Malta nuclear gaffe sends Sicilian MP’s office in a panic
Matthew Vella
A gaffe by the governor of the Sicilian region, Raffaele Lombardo, sent his office in a panic last week after MaltaToday reported his gross mistake when he stated Malta was powered by nuclear energy.
Over the last week, Lombardo’s secretary called the MaltaToday offices to confirm whether or not Malta had a nuclear power station.
Lombardo claimed last week in an interview with newspaper La Sicilia that Malta was powered by nuclear. “Considering the many nuclear power stations in France, Slovenia… even in Malta, just two steps away from us, we should be looking at it clearly and not come to any prejudiced conclusions,” Lombardo said about his drive to build a nuclear power station in Sicily.
“Constructing a nuclear power station in Malta is like doing it in Sicily,” Lombardo said.

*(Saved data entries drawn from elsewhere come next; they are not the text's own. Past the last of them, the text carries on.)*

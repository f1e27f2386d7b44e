use rusqlite::Connection;

use crate::config::ConnectionProfile;

pub const TRACKER_VIEW: &str = "vw_StudentServiceTracker";
pub const REVENUE_VIEW: &str = "vw_RevenueReport";

/// Opens the store named by the profile for one interaction. The caller
/// drops the handle when the interaction ends; nothing is pooled or reused.
pub fn connect(profile: &ConnectionProfile) -> anyhow::Result<Connection> {
    if let Some(parent) = profile.database.path.parent() {
        if !parent.as_os_str().is_empty() {
            std::fs::create_dir_all(parent)?;
        }
    }
    let conn = Connection::open(&profile.database.path)?;
    conn.execute("PRAGMA foreign_keys = ON", [])?;
    ensure_schema(&conn)?;
    Ok(conn)
}

fn ensure_schema(conn: &Connection) -> anyhow::Result<()> {
    conn.execute(
        "CREATE TABLE IF NOT EXISTS students(
            student_id TEXT PRIMARY KEY,
            name TEXT NOT NULL,
            email TEXT NOT NULL
        )",
        [],
    )?;

    // Reference catalog; seeded externally, never written by the workflows.
    conn.execute(
        "CREATE TABLE IF NOT EXISTS services(
            service_id TEXT PRIMARY KEY,
            service_name TEXT NOT NULL,
            fee REAL NOT NULL DEFAULT 0
        )",
        [],
    )?;

    conn.execute(
        "CREATE TABLE IF NOT EXISTS student_services(
            student_service_id TEXT PRIMARY KEY,
            student_id TEXT NOT NULL,
            service_id TEXT NOT NULL,
            service_date TEXT NOT NULL,
            FOREIGN KEY(student_id) REFERENCES students(student_id) ON DELETE CASCADE,
            FOREIGN KEY(service_id) REFERENCES services(service_id)
        )",
        [],
    )?;
    conn.execute(
        "CREATE INDEX IF NOT EXISTS idx_student_services_student ON student_services(student_id)",
        [],
    )?;
    conn.execute(
        "CREATE INDEX IF NOT EXISTS idx_student_services_service ON student_services(service_id)",
        [],
    )?;

    conn.execute(
        "CREATE VIEW IF NOT EXISTS vw_StudentServiceTracker AS
         SELECT s.student_id AS Student_ID,
                s.name AS Student,
                s.email AS Email,
                sv.service_name AS Service,
                ss.service_date AS Date_Used
         FROM student_services ss
         JOIN students s ON s.student_id = ss.student_id
         JOIN services sv ON sv.service_id = ss.service_id",
        [],
    )?;

    conn.execute(
        "CREATE VIEW IF NOT EXISTS vw_RevenueReport AS
         SELECT sv.service_name AS Service,
                COUNT(ss.student_service_id) AS Usage_Count,
                sv.fee AS Unit_Fee,
                COUNT(ss.student_service_id) * sv.fee AS Total_Revenue
         FROM services sv
         LEFT JOIN student_services ss ON ss.service_id = sv.service_id
         GROUP BY sv.service_id
         ORDER BY sv.service_name",
        [],
    )?;

    Ok(())
}

pub fn is_constraint_violation(e: &rusqlite::Error) -> bool {
    matches!(
        e,
        rusqlite::Error::SqliteFailure(f, _) if f.code == rusqlite::ErrorCode::ConstraintViolation
    )
}

/// Generic tabular read for the report views; their schemas are an external
/// contract consumed opaquely, so column names come from the statement.
pub struct Table {
    pub columns: Vec<String>,
    pub rows: Vec<Vec<String>>,
}

pub fn fetch_view(conn: &Connection, view: &str) -> anyhow::Result<Table> {
    // View names come from the fixed report list, never from request text.
    let mut stmt = conn.prepare(&format!("SELECT * FROM {}", view))?;
    let columns: Vec<String> = stmt.column_names().iter().map(|c| c.to_string()).collect();
    let width = columns.len();

    let rows = stmt
        .query_map([], |row| {
            let mut cells = Vec::with_capacity(width);
            for i in 0..width {
                cells.push(cell_to_string(row.get_ref(i)?));
            }
            Ok(cells)
        })?
        .collect::<Result<Vec<_>, _>>()?;

    Ok(Table { columns, rows })
}

fn cell_to_string(v: rusqlite::types::ValueRef<'_>) -> String {
    use rusqlite::types::ValueRef;
    match v {
        ValueRef::Null => String::new(),
        ValueRef::Integer(i) => i.to_string(),
        ValueRef::Real(f) => f.to_string(),
        ValueRef::Text(t) => String::from_utf8_lossy(t).to_string(),
        ValueRef::Blob(_) => String::new(),
    }
}
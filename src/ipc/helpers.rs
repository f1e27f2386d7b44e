use rusqlite::Connection;

use crate::config::ConnectionProfile;
use crate::db;
use crate::ipc::error::err;
use crate::ipc::types::{AppState, Request};

pub fn required_str(req: &Request, key: &str) -> Result<String, serde_json::Value> {
    req.params
        .get(key)
        .and_then(|v| v.as_str())
        .map(|v| v.to_string())
        .ok_or_else(|| err(&req.id, "bad_params", format!("missing {}", key), None))
}

pub fn optional_str(req: &Request, key: &str) -> Option<String> {
    req.params
        .get(key)
        .and_then(|v| v.as_str())
        .map(|v| v.to_string())
}

pub fn session_profile<'a>(
    state: &'a AppState,
    req: &Request,
) -> Result<&'a ConnectionProfile, serde_json::Value> {
    state
        .profile
        .as_ref()
        .ok_or_else(|| err(&req.id, "no_session", "open a session first", None))
}

/// One connection per interaction; the handle drops when the handler returns.
pub fn open_connection(state: &AppState, req: &Request) -> Result<Connection, serde_json::Value> {
    let profile = session_profile(state, req)?;
    db::connect(profile).map_err(|e| err(&req.id, "connection_error", e.to_string(), None))
}
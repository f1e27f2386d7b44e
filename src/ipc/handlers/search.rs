use serde_json::json;

use crate::ipc::error::{err, ok};
use crate::ipc::helpers::{open_connection, optional_str};
use crate::ipc::types::{AppState, Request};

/// Name search over the tracker view. The prefix filter is parameterized
/// (never spliced into the statement) and case-sensitive; substr sidesteps
/// LIKE's ASCII case folding and its wildcard characters at the same time.
fn handle_search(state: &mut AppState, req: &Request) -> serde_json::Value {
    let conn = match open_connection(state, req) {
        Ok(c) => c,
        Err(resp) => return resp,
    };

    let prefix = optional_str(req, "prefix").filter(|p| !p.is_empty());

    let sql = match prefix {
        Some(_) => {
            "SELECT Student_ID, Student, Email, Service, Date_Used
             FROM vw_StudentServiceTracker
             WHERE substr(Student, 1, length(?1)) = ?1
             ORDER BY Student ASC"
        }
        None => {
            "SELECT Student_ID, Student, Email, Service, Date_Used
             FROM vw_StudentServiceTracker"
        }
    };

    let mut stmt = match conn.prepare(sql) {
        Ok(s) => s,
        Err(e) => return err(&req.id, "db_query_failed", e.to_string(), None),
    };

    let rows = match &prefix {
        Some(p) => stmt
            .query_map([p], |row| {
                let student_id: String = row.get(0)?;
                let student: String = row.get(1)?;
                let email: String = row.get(2)?;
                let service: String = row.get(3)?;
                let date_used: String = row.get(4)?;
                Ok(json!({
                    "studentId": student_id,
                    "student": student,
                    "email": email,
                    "service": service,
                    "dateUsed": date_used
                }))
            })
            .and_then(|it| it.collect::<Result<Vec<_>, _>>()),
        None => stmt
            .query_map([], |row| {
                let student_id: String = row.get(0)?;
                let student: String = row.get(1)?;
                let email: String = row.get(2)?;
                let service: String = row.get(3)?;
                let date_used: String = row.get(4)?;
                Ok(json!({
                    "studentId": student_id,
                    "student": student,
                    "email": email,
                    "service": service,
                    "dateUsed": date_used
                }))
            })
            .and_then(|it| it.collect::<Result<Vec<_>, _>>()),
    };

    match rows {
        Ok(rows) => ok(
            &req.id,
            json!({ "empty": rows.is_empty(), "rows": rows }),
        ),
        Err(e) => err(&req.id, "db_query_failed", e.to_string(), None),
    }
}

pub fn try_handle(state: &mut AppState, req: &Request) -> Option<serde_json::Value> {
    match req.method.as_str() {
        "tracker.search" => Some(handle_search(state, req)),
        _ => None,
    }
}
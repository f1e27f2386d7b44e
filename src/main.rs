mod config;
mod db;
mod export;
mod ipc;
mod validate;

use std::io::{self, BufRead, Write};
use tracing_subscriber::{fmt, layer::SubscriberExt, util::SubscriberInitExt, EnvFilter};

fn init_logging() {
    let env_filter = EnvFilter::try_from_default_env().unwrap_or_else(|_| EnvFilter::new("info"));
    // stdout carries the protocol; logs stay on stderr.
    tracing_subscriber::registry()
        .with(env_filter)
        .with(fmt::layer().with_writer(io::stderr))
        .init();
}

fn main() {
    init_logging();

    let mut state = ipc::AppState { profile: None };

    let stdin = io::stdin();
    let mut stdout = io::stdout();

    for line in stdin.lock().lines() {
        let line = match line {
            Ok(v) => v,
            Err(_) => break,
        };
        if line.trim().is_empty() {
            continue;
        }

        let req: ipc::Request = match serde_json::from_str(&line) {
            Ok(v) => v,
            Err(e) => {
                // Can't reply without id; ignore.
                let _ = writeln!(
                    stdout,
                    "{{\"ok\":false,\"error\":{{\"code\":\"bad_json\",\"message\":\"{}\"}}}}",
                    e
                );
                let _ = stdout.flush();
                continue;
            }
        };

        let resp = ipc::handle_request(&mut state, req);
        let _ = writeln!(
            stdout,
            "{}",
            serde_json::to_string(&resp).unwrap_or_else(|_| "{\"ok\":false}".to_string())
        );
        let _ = stdout.flush();
    }
}
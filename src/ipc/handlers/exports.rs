use serde_json::json;
use std::path::PathBuf;
use tracing::info;

use crate::db;
use crate::export;
use crate::ipc::error::{err, ok};
use crate::ipc::helpers::{open_connection, optional_str, required_str};
use crate::ipc::types::{AppState, Request};

fn view_for_report(report: &str) -> Option<&'static str> {
    match report {
        "tracker" => Some(db::TRACKER_VIEW),
        "revenue" => Some(db::REVENUE_VIEW),
        _ => None,
    }
}

/// Export one report view: full rows for on-screen display plus the
/// comma-separated artifact, optionally written to disk. The artifact
/// filename always matches the view name.
fn handle_export(state: &mut AppState, req: &Request) -> serde_json::Value {
    let report = match required_str(req, "report") {
        Ok(v) => v.trim().to_ascii_lowercase(),
        Err(resp) => return resp,
    };
    let Some(view) = view_for_report(&report) else {
        return err(
            &req.id,
            "bad_params",
            "report must be one of: tracker, revenue",
            Some(json!({ "report": report })),
        );
    };

    let conn = match open_connection(state, req) {
        Ok(c) => c,
        Err(resp) => return resp,
    };

    let table = match export::read_report(&conn, view) {
        Ok(t) => t,
        Err(e) => return err(&req.id, "db_query_failed", e.to_string(), None),
    };
    let csv = table.to_csv();
    let filename = table.filename();

    if let Some(out_path) = optional_str(req, "outPath").filter(|p| !p.trim().is_empty()) {
        let out = PathBuf::from(out_path.trim());
        if let Some(parent) = out.parent() {
            if !parent.as_os_str().is_empty() {
                if let Err(e) = std::fs::create_dir_all(parent) {
                    return err(
                        &req.id,
                        "io_failed",
                        e.to_string(),
                        Some(json!({ "path": out_path })),
                    );
                }
            }
        }
        if let Err(e) = std::fs::write(&out, &csv) {
            return err(
                &req.id,
                "io_failed",
                e.to_string(),
                Some(json!({ "path": out_path })),
            );
        }
        info!(view = view, path = %out.to_string_lossy(), "report exported");
    }

    ok(
        &req.id,
        json!({
            "view": view,
            "filename": filename,
            "columns": table.columns,
            "rowCount": table.rows.len(),
            "rows": table.rows,
            "csv": csv
        }),
    )
}

/// Export both reports as one zip bundle with a checksum manifest.
fn handle_archive(state: &mut AppState, req: &Request) -> serde_json::Value {
    let out_path = match required_str(req, "outPath") {
        Ok(v) if !v.trim().is_empty() => PathBuf::from(v.trim()),
        Ok(_) => return err(&req.id, "bad_params", "missing outPath", None),
        Err(resp) => return resp,
    };

    let conn = match open_connection(state, req) {
        Ok(c) => c,
        Err(resp) => return resp,
    };

    let mut reports = Vec::with_capacity(2);
    for view in [db::TRACKER_VIEW, db::REVENUE_VIEW] {
        match export::read_report(&conn, view) {
            Ok(t) => reports.push(t),
            Err(e) => return err(&req.id, "db_query_failed", e.to_string(), None),
        }
    }

    let summary = match export::write_report_bundle(&out_path, &reports) {
        Ok(s) => s,
        Err(e) => {
            return err(
                &req.id,
                "io_failed",
                e.to_string(),
                Some(json!({ "path": out_path.to_string_lossy() })),
            )
        }
    };

    info!(path = %out_path.to_string_lossy(), entries = summary.entry_count, "report bundle written");
    ok(
        &req.id,
        json!({
            "path": out_path.to_string_lossy(),
            "bundleFormat": summary.bundle_format,
            "entryCount": summary.entry_count,
            "entries": summary.entries
        }),
    )
}

pub fn try_handle(state: &mut AppState, req: &Request) -> Option<serde_json::Value> {
    match req.method.as_str() {
        "reports.export" => Some(handle_export(state, req)),
        "reports.archive" => Some(handle_archive(state, req)),
        _ => None,
    }
}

MaltaToday’s report on Lombardo’s slip-up was picked up by the Italian media, prompting a statement this week by the MP denying his comments made to La Sicilia.
“I never said that there were nuclear power stations in Malta. The reference is part of a more complex reasoning in which I said that political choices cannot be compromised by prejudices. If nuclear power stations had to be built two steps away from here, in Calabria or in Malta, and the technology was not safe, we would still be running risks here in Sicily,” Lombardo said in a statement released over the weekend.
Lombardo, leader of pan-Sicilian Movimento per l’Autonomia (Autonomy Movement), is part of Silvio Berlusconi’s governing coalition.
He is promoting the creation of nuclear power stations in Sicily, by referendum. “If we explain to the people what it really means, that there are no risks because they are new-generation plants, that the system is less polluting than others energy sources, and that nuclear brings more advantages to the territory, then the referendum can pass.”